Wenn der Vermieter tatsächlich eigenmächtig nachträglich den Vertrag geändert hat, stände hier ggf. der Vorwurf der Urkundenfälschung im Raum (§ 267 StGB). Das ist ein Offizialdelikt und bis zu 5 Jahre Freiheitsstrafe sind alles andere als harmlos. Insofern solltest du vorsichtig sein, was du sagst.

Ist klar erkennbar, dass die Version der Vermieterin nachträglich geändert wurde (Tippex, handschriftlich Änderungen o. ä.)?

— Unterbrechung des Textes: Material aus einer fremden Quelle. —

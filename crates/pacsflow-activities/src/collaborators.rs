//! Contracts for the file and anonymization collaborators

use pacsflow_core::{ImportOptions, WorkflowId};
use serde::{Deserialize, Serialize};
use tokio_util::sync::CancellationToken;

#[derive(Debug, thiserror::Error)]
pub enum CollaboratorError {
    #[error("rejected: {0}")]
    Rejected(String),

    /// The collaborator cannot serve any item (bad profile, missing library).
    #[error("misconfigured: {0}")]
    Misconfigured(String),

    #[error("io error: {0}")]
    Io(#[from] std::io::Error),

    #[error("cancelled")]
    Cancelled,
}

#[derive(Clone, Debug, PartialEq, Eq, Serialize, Deserialize)]
pub struct Validation {
    pub is_valid: bool,
    pub reason: Option<String>,
}

impl Validation {
    pub fn valid() -> Self {
        Self { is_valid: true, reason: None }
    }

    pub fn invalid(reason: impl Into<String>) -> Self {
        Self {
            is_valid: false,
            reason: Some(reason.into()),
        }
    }
}

#[derive(Clone, Debug, Default, PartialEq, Eq, Serialize, Deserialize)]
pub struct ImportReceipt {
    pub imported: usize,
    /// Already present and left untouched.
    #[serde(default)]
    pub duplicates: usize,
}

#[derive(Clone, Debug, PartialEq, Eq, Serialize, Deserialize)]
pub struct AnonymizedInstance {
    pub original_uid: String,
    pub anonymized_uid: String,
}

#[async_trait::async_trait]
pub trait FileImporter: Send + Sync {
    async fn validate_file(
        &self,
        path: &str,
        workflow_id: WorkflowId,
        cancel: &CancellationToken,
    ) -> Result<Validation, CollaboratorError>;

    async fn import_files(
        &self,
        paths: &[String],
        options: &ImportOptions,
    ) -> Result<ImportReceipt, CollaboratorError>;
}

#[async_trait::async_trait]
pub trait Anonymizer: Send + Sync {
    async fn anonymize_dataset(
        &self,
        instance_uid: &str,
        profile_id: &str,
    ) -> Result<AnonymizedInstance, CollaboratorError>;
}
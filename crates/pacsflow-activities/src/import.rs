//! Import one file into the local library

use crate::activity::{Activity, ActivityContext, ActivityError, ItemOutcome};
use crate::collaborators::{CollaboratorError, FileImporter};
use pacsflow_core::{ImportOptions, ResourceClass};
use std::sync::Arc;
use tracing::debug;

pub struct ImportFileActivity {
    importer: Arc<dyn FileImporter>,
    options: ImportOptions,
}

impl ImportFileActivity {
    pub fn new(importer: Arc<dyn FileImporter>, options: ImportOptions) -> Self {
        Self { importer, options }
    }
}

#[async_trait::async_trait]
impl Activity for ImportFileActivity {
    fn name(&self) -> &str {
        "import-file"
    }

    fn resources(&self) -> Vec<ResourceClass> {
        vec![ResourceClass::ImportThread]
    }

    fn describe(&self, item: &str) -> String {
        format!("Importing {}", item)
    }

    async fn run(&self, ctx: &ActivityContext, item: &str) -> Result<ItemOutcome, ActivityError> {
        let validation = match self
            .importer
            .validate_file(item, ctx.workflow_id, &ctx.cancel)
            .await
        {
            Ok(v) => v,
            Err(e) => return settle(self.name(), e),
        };
        if !validation.is_valid {
            let reason = validation
                .reason
                .unwrap_or_else(|| "validation failed".to_string());
            debug!(workflow_id = %ctx.workflow_id, file = item, reason = %reason, "File rejected");
            return Ok(ItemOutcome::Failed(reason));
        }

        if ctx.cancel.is_cancelled() {
            return Err(ActivityError::Cancelled);
        }

        let paths = [item.to_string()];
        match self.importer.import_files(&paths, &self.options).await {
            Ok(receipt) if receipt.imported + receipt.duplicates > 0 => Ok(ItemOutcome::Processed),
            Ok(_) => Ok(ItemOutcome::failed("importer accepted no files")),
            Err(e) => settle(self.name(), e),
        }
    }
}

/// Map a collaborator error onto the item or the run.
pub(crate) fn settle(activity: &str, e: CollaboratorError) -> Result<ItemOutcome, ActivityError> {
    match e {
        CollaboratorError::Cancelled => Err(ActivityError::Cancelled),
        CollaboratorError::Misconfigured(message) => Err(ActivityError::fatal(activity, message)),
        other => Ok(ItemOutcome::Failed(other.to_string())),
    }
}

Ist keiner der Verträge letztlich wirksam, das wäre er nur mit echten Unterschriften von beiden Seiten, mit Voraussetzung alles gelesen und verstanden zu haben - wie vorgefunden und gezeichnet - dann gilt im Zweifel die gesetzliche Kündigungsfrist.

Gesetz schlägt Vertrag: Gesetz ist das höherwertige Recht, das gilt insbesondere für Schlechterstellungen im Vertrag und zwar für einseitige Schlechterstellungen zu Gunsten der anderen Partei, wie hier von der Vermieterin vorgegaukelt wird.

Nachträgliche Vertragsänderungen gelten als eine Art Urkundenfälschung. Zieh einfach aus. Soll sie gucken, woher sie die Knete auftreibt. Es handelt sich ziemlich sicher um einen Betrugsversuch. Auf keinen Fall die neue Anschrift mitteilen.

Es gilt der für dich günstigere Vertrag. Und den kannst Du jetzt mit 3-monatiger Frist kündigen.